Stevenson’s “spirituality” bears much in common with survivalism. Both ideologies insist on a many truths path to self-justification, both are primarily selfish (the one seeks extended life and the other seeks to prepare for an apocalypse where they plan to shoot anyone who so much as thinks about eating one of their Coast Guard-approved survival bars), and both have a mobster-like violence streak to them:
I had a big right with some Aghorisin Varanasi — you know, they were jealous of me. I was on their turf. I wanted to kill one of them actually. He tried to kick me out, and I started to beat him. The others turned on me, and a policeman got involved. I actually stabbed him with this sword I carried. Got put into prison for awhile.

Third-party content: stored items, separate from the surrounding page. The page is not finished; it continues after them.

impl Channel {
    /// Opens a channel of `kind` and waits for the peer's answer.
    ///
    /// # Errors
    ///
    /// - [`FynxError::ResourceExhausted`] if the channel table is full
    /// - [`FynxError::ChannelOpenRejected`] with the peer's reason code
    /// - [`FynxError::Timeout`]; the slot stays reserved until the peer
    ///   answers or the close grace period runs out
    pub(crate) fn open(
        router: &Arc<MessageRouter>,
        kind: ChannelKind,
        handler: Option<Arc<dyn ChannelHandler>>,
        timeout: Option<Duration>,
    ) -> FynxResult<Self> {
        let deadline = deadline(timeout);
        let defaults = router.defaults();
        let channel_type = kind.type_name().to_string();
        let data = kind.open_data();

        let core = router.allocate(|local_id| {
            ChannelCore::opening(
                local_id,
                kind,
                handler,
                DataWindow::new(defaults.window_size, defaults.max_packet_size),
            )
        })?;

        let open = ChannelOpen {
            channel_type,
            sender_channel: core.local_id,
            initial_window: defaults.window_size,
            max_packet: defaults.max_packet_size,
            data,
        };
        if let Err(e) = router.send(&open.to_bytes()) {
            router.release(&core);
            return Err(e);
        }
        debug!(local_id = core.local_id, channel_type = %open.channel_type, "Channel open sent");

        let answered = |m: &Message| {
            m.is(MessageType::ChannelOpenConfirmation) || m.is(MessageType::ChannelOpenFailure)
        };
        let reply = match router.wait_with(deadline, || Ok(core.store.take_matching(answered))) {
            Ok(reply) => reply,
            Err(e @ FynxError::Timeout(_)) => {
                if let Some(close) = core.abandon_open() {
                    router.send(&close)?;
                }
                return Err(e);
            }
            Err(e) => return Err(e),
        };

        if reply.is(MessageType::ChannelOpenFailure) {
            let failure = ChannelOpenFailure::from_message(&reply)?;
            info!(
                local_id = core.local_id,
                reason_code = failure.reason_code,
                description = %failure.description,
                "Channel open rejected"
            );
            return Err(FynxError::ChannelOpenRejected {
                reason_code: failure.reason_code,
                description: failure.description,
            });
        }

        info!(
            local_id = core.local_id,
            remote_id = lock(&core.state).remote_id,
            channel_type = %open.channel_type,
            "Channel opened"
        );
        core.notify_open();
        Ok(Self::from_core(core, Arc::clone(router)))
    }

    pub(crate) fn from_core(core: Arc<ChannelCore>, router: Arc<MessageRouter>) -> Self {
        let io_timeout = router.defaults().request_timeout;
        Self {
            core,
            router,
            pending: Bytes::new(),
            io_timeout,
        }
    }

    /// Our channel id.
    pub fn local_id(&self) -> u32 {
        self.core.local_id
    }

    /// The peer's channel id.
    pub fn remote_id(&self) -> u32 {
        lock(&self.core.state).remote_id
    }

    /// What the channel carries.
    pub fn kind(&self) -> &ChannelKind {
        &self.core.kind
    }

    /// Current lifecycle state.
    pub fn lifecycle(&self) -> ChannelLifecycle {
        lock(&self.core.state).lifecycle
    }

    /// Returns true once CLOSE has been sent or received.
    pub fn is_closed(&self) -> bool {
        self.lifecycle() == ChannelLifecycle::Closed
    }

    /// Returns true once the peer sent EOF.
    pub fn is_eof(&self) -> bool {
        lock(&self.core.state).eof_received
    }

    /// Bytes the peer will still accept before a window adjust.
    pub fn remote_window(&self) -> u32 {
        lock(&self.core.state).remote_window.available()
    }

    /// Bytes we will still accept.
    pub fn local_window(&self) -> u32 {
        lock(&self.core.state).local_window.available()
    }

    /// Exit status reported by the peer, if any.
    pub fn exit_status(&self) -> Option<u32> {
        lock(&self.core.state).exit_status
    }

    /// Exit signal reported by the peer, if any.
    pub fn exit_signal(&self) -> Option<ExitSignal> {
        lock(&self.core.state).exit_signal.clone()
    }

    /// Timeout used by the [`Read`] and [`Write`] impls. Defaults to the
    /// connection's request timeout.
    pub fn set_io_timeout(&mut self, timeout: Option<Duration>) {
        self.io_timeout = timeout;
    }

    fn writable_remote_id(&self) -> FynxResult<u32> {
        let state = lock(&self.core.state);
        if state.lifecycle != ChannelLifecycle::Open || state.close_received {
            return Err(FynxError::ChannelClosed);
        }
        Ok(state.remote_id)
    }

    /// Sends data, waiting for window space as needed.
    ///
    /// Data is split into messages no larger than the peer's maximum
    /// packet size or its remaining window.
    pub fn write_data(&self, data: &[u8], timeout: Option<Duration>) -> FynxResult<()> {
        self.send_stream(None, data, deadline(timeout))
    }

    /// Sends data as CHANNEL_EXTENDED_DATA of `data_type`.
    pub fn write_extended(
        &self,
        data_type: u32,
        data: &[u8],
        timeout: Option<Duration>,
    ) -> FynxResult<()> {
        self.send_stream(Some(data_type), data, deadline(timeout))
    }

    fn send_stream(
        &self,
        data_type: Option<u32>,
        mut data: &[u8],
        deadline: Option<Instant>,
    ) -> FynxResult<()> {
        while !data.is_empty() {
            let wanted = data.len();
            let (remote_id, n) = self.router.wait_with(deadline, || {
                let mut state = lock(&self.core.state);
                if state.lifecycle != ChannelLifecycle::Open || state.close_received || state.eof_sent
                {
                    return Err(FynxError::ChannelClosed);
                }
                let n = state.remote_window.reserve(wanted);
                Ok((n > 0).then_some((state.remote_id, n)))
            })?;

            let (chunk, rest) = data.split_at(n);
            let payload = match data_type {
                None => data_payload(remote_id, chunk),
                Some(code) => extended_data_payload(remote_id, code, chunk),
            };
            self.router.send(&payload)?;
            trace!(local_id = self.core.local_id, len = n, "Channel data sent");
            data = rest;
        }
        Ok(())
    }

    /// Sends EOF. No more data may be written afterwards.
    pub fn send_eof(&self) -> FynxResult<()> {
        let remote_id = {
            let mut state = lock(&self.core.state);
            if state.eof_sent || state.lifecycle != ChannelLifecycle::Open {
                return Ok(());
            }
            state.eof_sent = true;
            state.remote_id
        };
        self.router.send(&eof_payload(remote_id))
    }

    /// Reads the next chunk of data. Returns `None` at end of stream.
    pub fn read_data(&self, timeout: Option<Duration>) -> FynxResult<Option<Bytes>> {
        self.read_stream(MessageType::ChannelData, deadline(timeout))
    }

    /// Reads the next chunk of extended data (stderr). Returns `None` at
    /// end of stream.
    pub fn read_stderr(&self, timeout: Option<Duration>) -> FynxResult<Option<Bytes>> {
        self.read_stream(MessageType::ChannelExtendedData, deadline(timeout))
    }

    fn read_stream(
        &self,
        wanted: MessageType,
        deadline: Option<Instant>,
    ) -> FynxResult<Option<Bytes>> {
        let msg = self.router.wait_with(deadline, || {
            if let Some(msg) = self.core.store.take_matching(|m| m.is(wanted) || m.is_sticky()) {
                return Ok(Some(Some(msg)));
            }
            let state = lock(&self.core.state);
            if state.close_sent.is_some() && !state.terminated {
                return Ok(Some(None));
            }
            Ok(None)
        })?;

        match msg {
            Some(msg) if !msg.is_sticky() => Ok(Some(self.accept_data(&msg)?.data)),
            _ => Ok(None),
        }
    }

    /// Parses a buffered data message and returns its window to the peer.
    fn accept_data(&self, msg: &Message) -> FynxResult<ChannelData> {
        let data = ChannelData::from_message(msg)?;
        if let Some(adjust) = self.core.consume(data.data.len()) {
            self.router.send(&adjust)?;
        }
        Ok(data)
    }

    /// Reads stdout and stderr until the peer sends EOF or CLOSE.
    pub fn collect_output(&self, timeout: Option<Duration>) -> FynxResult<(Vec<u8>, Vec<u8>)> {
        let deadline = deadline(timeout);
        let mut stdout = Vec::new();
        let mut stderr = Vec::new();
        let readable = |m: &Message| {
            m.is(MessageType::ChannelData) || m.is(MessageType::ChannelExtendedData) || m.is_sticky()
        };

        loop {
            let msg = self.router.wait_with(deadline, || {
                if let Some(msg) = self.core.store.take_matching(readable) {
                    return Ok(Some(Some(msg)));
                }
                let state = lock(&self.core.state);
                Ok((state.close_sent.is_some() && !state.terminated).then_some(None))
            })?;
            let Some(msg) = msg.filter(|m| !m.is_sticky()) else {
                break;
            };
            let data = self.accept_data(&msg)?;
            match data.data_type {
                None => stdout.extend_from_slice(&data.data),
                Some(EXTENDED_DATA_STDERR) => stderr.extend_from_slice(&data.data),
                Some(code) => debug!(local_id = self.core.local_id, code, "Ignored extended data"),
            }
        }
        Ok((stdout, stderr))
    }

    /// Sends a channel request.
    ///
    /// With `want_reply`, waits for CHANNEL_SUCCESS or CHANNEL_FAILURE and
    /// returns whether the peer accepted. Without it, returns true once
    /// sent. Requests on one channel are serialized.
    ///
    /// # Errors
    ///
    /// [`FynxError::ChannelClosed`] if the channel closes before the reply.
    pub fn send_request(
        &self,
        name: &str,
        want_reply: bool,
        data: &[u8],
        timeout: Option<Duration>,
    ) -> FynxResult<bool> {
        let deadline = deadline(timeout);
        let _serial = lock(&self.core.request_lock);
        let request = ChannelRequest {
            recipient_channel: self.writable_remote_id()?,
            name: name.to_string(),
            want_reply,
            data: Bytes::copy_from_slice(data),
        };
        self.router.send(&request.to_bytes())?;
        debug!(local_id = self.core.local_id, request = name, want_reply, "Channel request sent");
        if !want_reply {
            return Ok(true);
        }

        let replied = |m: &Message| {
            m.is(MessageType::ChannelSuccess) || m.is(MessageType::ChannelFailure)
        };
        let result = self.router.wait_with(deadline, || {
            while let Some(reply) = self.core.store.take_matching(replied) {
                let mut state = lock(&self.core.state);
                if state.orphaned_replies == 0 {
                    return Ok(Some(reply.is(MessageType::ChannelSuccess)));
                }
                state.orphaned_replies -= 1;
            }
            let state = lock(&self.core.state);
            if state.close_received || state.terminated {
                return Err(FynxError::ChannelClosed);
            }
            Ok(None)
        });

        if let Err(FynxError::Timeout(_)) = &result {
            lock(&self.core.state).orphaned_replies += 1;
        }
        result
    }

    fn require(&self, name: &str, data: &[u8]) -> FynxResult<()> {
        if self.send_request(name, true, data, self.io_timeout)? {
            Ok(())
        } else {
            Err(FynxError::RequestRejected(name.to_string()))
        }
    }

    /// Runs a command on a session channel.
    pub fn exec(&self, command: &str) -> FynxResult<()> {
        let mut data = BytesMut::new();
        write_string(&mut data, command.as_bytes());
        self.require("exec", &data)
    }

    /// Starts the user's shell on a session channel.
    pub fn shell(&self) -> FynxResult<()> {
        self.require("shell", &[])
    }

    /// Starts a subsystem such as `sftp`.
    pub fn subsystem(&self, name: &str) -> FynxResult<()> {
        let mut data = BytesMut::new();
        write_string(&mut data, name.as_bytes());
        self.require("subsystem", &data)
    }

    /// Requests a pseudo-terminal with no terminal modes set.
    pub fn request_pty(&self, term: &str, columns: u32, rows: u32) -> FynxResult<()> {
        let mut data = BytesMut::new();
        write_string(&mut data, term.as_bytes());
        data.put_u32(columns);
        data.put_u32(rows);
        data.put_u32(0);
        data.put_u32(0);
        // TTY_OP_END only
        write_string(&mut data, &[0]);
        self.require("pty-req", &data)
    }

    /// Asks the peer to set an environment variable. Servers commonly
    /// refuse; returns whether it was accepted.
    pub fn set_env(&self, name: &str, value: &str) -> FynxResult<bool> {
        let mut data = BytesMut::new();
        write_string(&mut data, name.as_bytes());
        write_string(&mut data, value.as_bytes());
        self.send_request("env", true, &data, self.io_timeout)
    }

    /// Delivers a signal (name without `SIG`) to the remote process.
    pub fn signal(&self, name: &str) -> FynxResult<()> {
        let mut data = BytesMut::new();
        write_string(&mut data, name.as_bytes());
        self.send_request("signal", false, &data, None).map(|_| ())
    }

    /// Sends EOF and CLOSE if not already sent. Does not wait for the
    /// peer's CLOSE.
    pub fn close(&self) -> FynxResult<()> {
        let payloads = self.core.begin_close();
        if !payloads.is_empty() {
            debug!(local_id = self.core.local_id, "Closing channel");
        }
        for payload in payloads {
            self.router.send(&payload)?;
        }
        Ok(())
    }

    /// Waits until the peer closes the channel or it is freed.
    pub fn wait_closed(&self, timeout: Option<Duration>) -> FynxResult<()> {
        self.router.wait_with(deadline(timeout), || {
            let state = lock(&self.core.state);
            Ok((state.close_received || state.released).then_some(()))
        })
    }
}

But, you know, that wasn’t the first time I went to jail. I went back to the Americas, and they had heard about me being a cannibal. Yeah, put me in some mental institution, tried to medicate me. Actually, I was really pissed off, as I had all my skulls and bones stolen by the guards — thrown away. I even had a skull with fangs, it was priceless, must have been from a retarded person or something. That upset me when they took that one.

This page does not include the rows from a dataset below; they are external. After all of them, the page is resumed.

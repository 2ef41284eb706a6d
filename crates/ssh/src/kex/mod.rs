//! SSH key exchange (KEX) implementation (RFC 4253 Section 7).
//!
//! This module implements SSH key exchange, including:
//! - SSH_MSG_KEXINIT message and algorithm negotiation
//! - Pluggable key exchange methods ([`method`])
//! - Session key derivation ([`keys`])
//! - The handshake and rekey state machine ([`coordinator`])
//!
//! # Key Exchange Flow
//!
//! 1. Both sides send SSH_MSG_KEXINIT
//! 2. Algorithm negotiation (first client preference the server also lists)
//! 3. Key exchange (DH or ECDH), exchange hash signed by the server
//! 4. Both sides send SSH_MSG_NEWKEYS
//! 5. Each direction switches to the new keys at its NEWKEYS
//!
//! # Example
//!
//! ```rust
//! use fynx_ssh::config::AlgorithmPreferences;
//! use fynx_ssh::kex::KexInit;
//!
//! let kexinit = KexInit::from_preferences(&AlgorithmPreferences::default());
//! assert!(kexinit.kex_algorithms().contains(&"curve25519-sha256".to_string()));
//!
//! let bytes = kexinit.to_bytes();
//! assert_eq!(bytes[0], 20);
//! assert_eq!(KexInit::from_bytes(&bytes).unwrap(), kexinit);
//! ```

pub mod coordinator;
pub mod keys;
pub mod method;

pub use coordinator::{KexState, KexTransport, KeyExchangeCoordinator};
pub use keys::{derive_key, SessionKeys};
pub use method::{ExchangeContext, KexMethod, KexOutput, KexStep};

use crate::config::AlgorithmPreferences;
use crate::crypto::CryptoProvider;
use crate::message::MessageType;
use crate::wire::{write_bool, write_name_list, Reader};
use bytes::{BufMut, BytesMut};
use fynx_platform::{FynxError, FynxResult};
use rand::RngCore;
use std::time::Duration;

/// SSH_MSG_KEXINIT message (RFC 4253 Section 7.1).
///
/// # Algorithm Lists
///
/// Each algorithm list is a comma-separated list of algorithm names,
/// ordered by preference (most preferred first).
#[derive(Debug, Clone, PartialEq, Eq)]
pub struct KexInit {
    /// Random cookie (16 bytes)
    cookie: [u8; 16],
    /// Key exchange algorithms
    kex_algorithms: Vec<String>,
    /// Server host key algorithms
    server_host_key_algorithms: Vec<String>,
    /// Encryption algorithms client to server
    encryption_algorithms_client_to_server: Vec<String>,
    /// Encryption algorithms server to client
    encryption_algorithms_server_to_client: Vec<String>,
    /// MAC algorithms client to server
    mac_algorithms_client_to_server: Vec<String>,
    /// MAC algorithms server to client
    mac_algorithms_server_to_client: Vec<String>,
    /// Compression algorithms client to server
    compression_algorithms_client_to_server: Vec<String>,
    /// Compression algorithms server to client
    compression_algorithms_server_to_client: Vec<String>,
    /// Languages client to server (usually empty)
    languages_client_to_server: Vec<String>,
    /// Languages server to client (usually empty)
    languages_server_to_client: Vec<String>,
    /// First KEX packet follows
    first_kex_packet_follows: bool,
}

impl KexInit {
    /// Creates a KEXINIT offering `prefs` in both directions, with a fresh
    /// random cookie.
    pub fn from_preferences(prefs: &AlgorithmPreferences) -> Self {
        let mut cookie = [0u8; 16];
        rand::thread_rng().fill_bytes(&mut cookie);

        Self {
            cookie,
            kex_algorithms: prefs.kex.clone(),
            server_host_key_algorithms: prefs.host_key.clone(),
            encryption_algorithms_client_to_server: prefs.ciphers.clone(),
            encryption_algorithms_server_to_client: prefs.ciphers.clone(),
            mac_algorithms_client_to_server: prefs.macs.clone(),
            mac_algorithms_server_to_client: prefs.macs.clone(),
            compression_algorithms_client_to_server: prefs.compression.clone(),
            compression_algorithms_server_to_client: prefs.compression.clone(),
            languages_client_to_server: vec![],
            languages_server_to_client: vec![],
            first_kex_packet_follows: false,
        }
    }

    /// Sets the first_kex_packet_follows flag.
    pub fn with_first_kex_packet_follows(mut self, follows: bool) -> Self {
        self.first_kex_packet_follows = follows;
        self
    }

    /// Returns the cookie.
    pub fn cookie(&self) -> &[u8; 16] {
        &self.cookie
    }

    /// Returns the key exchange algorithms.
    pub fn kex_algorithms(&self) -> &[String] {
        &self.kex_algorithms
    }

    /// Returns the server host key algorithms.
    pub fn server_host_key_algorithms(&self) -> &[String] {
        &self.server_host_key_algorithms
    }

    /// Returns the client-to-server encryption algorithms.
    pub fn encryption_algorithms_client_to_server(&self) -> &[String] {
        &self.encryption_algorithms_client_to_server
    }

    /// Returns the server-to-client encryption algorithms.
    pub fn encryption_algorithms_server_to_client(&self) -> &[String] {
        &self.encryption_algorithms_server_to_client
    }

    /// Returns the client-to-server MAC algorithms.
    pub fn mac_algorithms_client_to_server(&self) -> &[String] {
        &self.mac_algorithms_client_to_server
    }

    /// Returns the server-to-client MAC algorithms.
    pub fn mac_algorithms_server_to_client(&self) -> &[String] {
        &self.mac_algorithms_server_to_client
    }

    /// Returns the client-to-server compression algorithms.
    pub fn compression_algorithms_client_to_server(&self) -> &[String] {
        &self.compression_algorithms_client_to_server
    }

    /// Returns the server-to-client compression algorithms.
    pub fn compression_algorithms_server_to_client(&self) -> &[String] {
        &self.compression_algorithms_server_to_client
    }

    /// Returns whether a guessed key exchange packet follows.
    pub fn first_kex_packet_follows(&self) -> bool {
        self.first_kex_packet_follows
    }

    /// Serializes the KEXINIT message to bytes (without packet framing).
    ///
    /// Format (RFC 4253 Section 7.1):
    /// ```text
    /// byte         SSH_MSG_KEXINIT (20)
    /// byte[16]     cookie (random bytes)
    /// name-list    kex_algorithms
    /// name-list    server_host_key_algorithms
    /// name-list    encryption_algorithms_client_to_server
    /// name-list    encryption_algorithms_server_to_client
    /// name-list    mac_algorithms_client_to_server
    /// name-list    mac_algorithms_server_to_client
    /// name-list    compression_algorithms_client_to_server
    /// name-list    compression_algorithms_server_to_client
    /// name-list    languages_client_to_server
    /// name-list    languages_server_to_client
    /// boolean      first_kex_packet_follows
    /// uint32       0 (reserved for future extension)
    /// ```
    pub fn to_bytes(&self) -> Vec<u8> {
        let mut buf = BytesMut::new();
        buf.put_u8(MessageType::KexInit as u8);
        buf.put_slice(&self.cookie);

        write_name_list(&mut buf, &self.kex_algorithms);
        write_name_list(&mut buf, &self.server_host_key_algorithms);
        write_name_list(&mut buf, &self.encryption_algorithms_client_to_server);
        write_name_list(&mut buf, &self.encryption_algorithms_server_to_client);
        write_name_list(&mut buf, &self.mac_algorithms_client_to_server);
        write_name_list(&mut buf, &self.mac_algorithms_server_to_client);
        write_name_list(&mut buf, &self.compression_algorithms_client_to_server);
        write_name_list(&mut buf, &self.compression_algorithms_server_to_client);
        write_name_list(&mut buf, &self.languages_client_to_server);
        write_name_list(&mut buf, &self.languages_server_to_client);

        write_bool(&mut buf, self.first_kex_packet_follows);
        buf.put_u32(0);

        buf.to_vec()
    }

    /// Parses a KEXINIT message from bytes.
    ///
    /// # Errors
    ///
    /// Returns [`FynxError::Protocol`] if:
    /// - Message type is not SSH_MSG_KEXINIT (20)
    /// - Any field is truncated or a name-list is not UTF-8
    pub fn from_bytes(data: &[u8]) -> FynxResult<Self> {
        let mut reader = Reader::new(data);
        let msg_type = reader
            .read_u8()
            .map_err(|_| FynxError::Protocol("KEXINIT message is empty".to_string()))?;
        if msg_type != MessageType::KexInit as u8 {
            return Err(FynxError::Protocol(format!(
                "Invalid message type: expected 20 (SSH_MSG_KEXINIT), got {}",
                msg_type
            )));
        }

        let mut cookie = [0u8; 16];
        cookie.copy_from_slice(reader.read_raw(16)?);

        let kexinit = Self {
            cookie,
            kex_algorithms: reader.read_name_list()?,
            server_host_key_algorithms: reader.read_name_list()?,
            encryption_algorithms_client_to_server: reader.read_name_list()?,
            encryption_algorithms_server_to_client: reader.read_name_list()?,
            mac_algorithms_client_to_server: reader.read_name_list()?,
            mac_algorithms_server_to_client: reader.read_name_list()?,
            compression_algorithms_client_to_server: reader.read_name_list()?,
            compression_algorithms_server_to_client: reader.read_name_list()?,
            languages_client_to_server: reader.read_name_list()?,
            languages_server_to_client: reader.read_name_list()?,
            first_kex_packet_follows: reader.read_bool()?,
        };
        // Reserved field; content is ignored
        reader.read_u32()?;

        Ok(kexinit)
    }
}

/// Negotiates one algorithm category.
///
/// Uses the first algorithm in the client's list that also appears in the
/// server's list (RFC 4253 Section 7.1).
///
/// # Errors
///
/// Returns [`FynxError::UnsupportedAlgorithm`] if there is no common name.
///
/// # Example
///
/// ```rust
/// use fynx_ssh::kex::negotiate_algorithm;
///
/// let client = vec!["aes256-ctr".to_string(), "aes128-ctr".to_string()];
/// let server = vec!["aes128-ctr".to_string(), "aes256-ctr".to_string()];
///
/// let result = negotiate_algorithm("cipher", &client, &server).unwrap();
/// assert_eq!(result, "aes256-ctr");
/// ```
pub fn negotiate_algorithm(
    category: &str,
    client_list: &[String],
    server_list: &[String],
) -> FynxResult<String> {
    client_list
        .iter()
        .find(|alg| server_list.contains(*alg))
        .cloned()
        .ok_or_else(|| FynxError::UnsupportedAlgorithm {
            category: category.to_string(),
            local: client_list.to_vec(),
            remote: server_list.to_vec(),
        })
}

/// Algorithms agreed for one key exchange.
#[derive(Debug, Clone, PartialEq, Eq)]
pub struct NegotiatedAlgorithms {
    /// Key exchange method
    pub kex: String,
    /// Server host key algorithm
    pub host_key: String,
    /// Cipher client to server
    pub cipher_client_to_server: String,
    /// Cipher server to client
    pub cipher_server_to_client: String,
    /// MAC client to server (None when the cipher is AEAD)
    pub mac_client_to_server: Option<String>,
    /// MAC server to client (None when the cipher is AEAD)
    pub mac_server_to_client: Option<String>,
    /// Compression client to server
    pub compression_client_to_server: String,
    /// Compression server to client
    pub compression_server_to_client: String,
}

impl NegotiatedAlgorithms {
    /// Negotiates every category from the client's and server's KEXINIT.
    ///
    /// MAC lists are only negotiated for directions whose cipher is not
    /// AEAD, as OpenSSH does for `aes*-gcm@openssh.com`.
    pub fn negotiate(
        client: &KexInit,
        server: &KexInit,
        provider: &dyn CryptoProvider,
    ) -> FynxResult<Self> {
        let cipher_c2s = negotiate_algorithm(
            "cipher client->server",
            &client.encryption_algorithms_client_to_server,
            &server.encryption_algorithms_client_to_server,
        )?;
        let cipher_s2c = negotiate_algorithm(
            "cipher server->client",
            &client.encryption_algorithms_server_to_client,
            &server.encryption_algorithms_server_to_client,
        )?;

        let is_aead = |name: &str| provider.cipher_spec(name).map_or(false, |spec| spec.aead);
        let mac_c2s = if is_aead(&cipher_c2s) {
            None
        } else {
            Some(negotiate_algorithm(
                "mac client->server",
                &client.mac_algorithms_client_to_server,
                &server.mac_algorithms_client_to_server,
            )?)
        };
        let mac_s2c = if is_aead(&cipher_s2c) {
            None
        } else {
            Some(negotiate_algorithm(
                "mac server->client",
                &client.mac_algorithms_server_to_client,
                &server.mac_algorithms_server_to_client,
            )?)
        };

        Ok(Self {
            kex: negotiate_algorithm("kex", &client.kex_algorithms, &server.kex_algorithms)?,
            host_key: negotiate_algorithm(
                "host key",
                &client.server_host_key_algorithms,
                &server.server_host_key_algorithms,
            )?,
            cipher_client_to_server: cipher_c2s,
            cipher_server_to_client: cipher_s2c,
            mac_client_to_server: mac_c2s,
            mac_server_to_client: mac_s2c,
            compression_client_to_server: negotiate_algorithm(
                "compression client->server",
                &client.compression_algorithms_client_to_server,
                &server.compression_algorithms_client_to_server,
            )?,
            compression_server_to_client: negotiate_algorithm(
                "compression server->client",
                &client.compression_algorithms_server_to_client,
                &server.compression_algorithms_server_to_client,
            )?,
        })
    }
}

/// Returns true if a peer that set `first_kex_packet_follows` guessed
/// wrong, in which case its first method packet must be ignored
/// (RFC 4253 Section 7).
pub fn guess_was_wrong(client: &KexInit, server: &KexInit) -> bool {
    client.kex_algorithms.first() != server.kex_algorithms.first()
        || client.server_host_key_algorithms.first() != server.server_host_key_algorithms.first()
}

/// Thresholds that trigger an automatic rekey.
///
/// Any one counter reaching its limit in either direction starts a new key
/// exchange (RFC 4253 Section 9 recommends 1 GB or 1 hour).
#[derive(Debug, Clone, Copy, PartialEq, Eq)]
#[cfg_attr(feature = "serde", derive(serde::Serialize, serde::Deserialize))]
pub struct RekeyLimits {
    /// Bytes transferred in one direction under one set of keys
    pub bytes: u64,
    /// Packets transferred in one direction under one set of keys
    pub packets: u64,
    /// Age of the current keys (`None` disables time-based rekey)
    pub time: Option<Duration>,
}

impl Default for RekeyLimits {
    fn default() -> Self {
        Self {
            bytes: 1 << 30,
            packets: 1 << 31,
            time: Some(Duration::from_secs(3600)),
        }
    }
}

impl RekeyLimits {
    /// Returns true once any limit is reached.
    pub fn exceeded(&self, bytes: u64, packets: u64, age: Duration) -> bool {
        bytes >= self.bytes
            || packets >= self.packets
            || self.time.map_or(false, |limit| age >= limit)
    }

    /// Validate limits
    pub fn validate(&self) -> FynxResult<()> {
        if self.bytes == 0 || self.packets == 0 {
            return Err(FynxError::Config(
                "rekey byte and packet limits must be positive".into(),
            ));
        }
        if self.packets > 1 << 32 {
            return Err(FynxError::Config(
                "rekey packet limit must not exceed 2^32 (sequence number wrap)".into(),
            ));
        }
        Ok(())
    }
}

/// Payload of SSH_MSG_NEWKEYS.
pub fn newkeys_payload() -> Vec<u8> {
    vec![MessageType::NewKeys as u8]
}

Those who know little about the different varieties of mental disorders probably do not see what I see. Pundits who have little psychiatric understanding would rush to the conclusion that this fellow is mentally ill, perhaps bipolar or schizophrenic. I submit that he is neither. He invents his own morality as it suits him. Propelled by God-knows-what, Stevenson is not sick like me. There are mood swings or hallucinations here: he stands on proven spiritual ground. What we see here, I think, is a man who has thought things through. His hunger for long life and supernatural power suggest a very banal, pseudo-spiritual theme taken to a conclusion not normally seen in American life. Among India’s Aghori, a peculiar sociopath has found a niche in the caste system. And his rationale for eating his fellow human is profoundly influenced by American middle and upper class renegades who are not, I think, mentally ill, merely willfully delusional.
Unlike me, who picks at his skin because he is compelled, Stevenson eats human flesh because he has convinced himself of its powers. No drug, I think will cure him. And he does not want to change.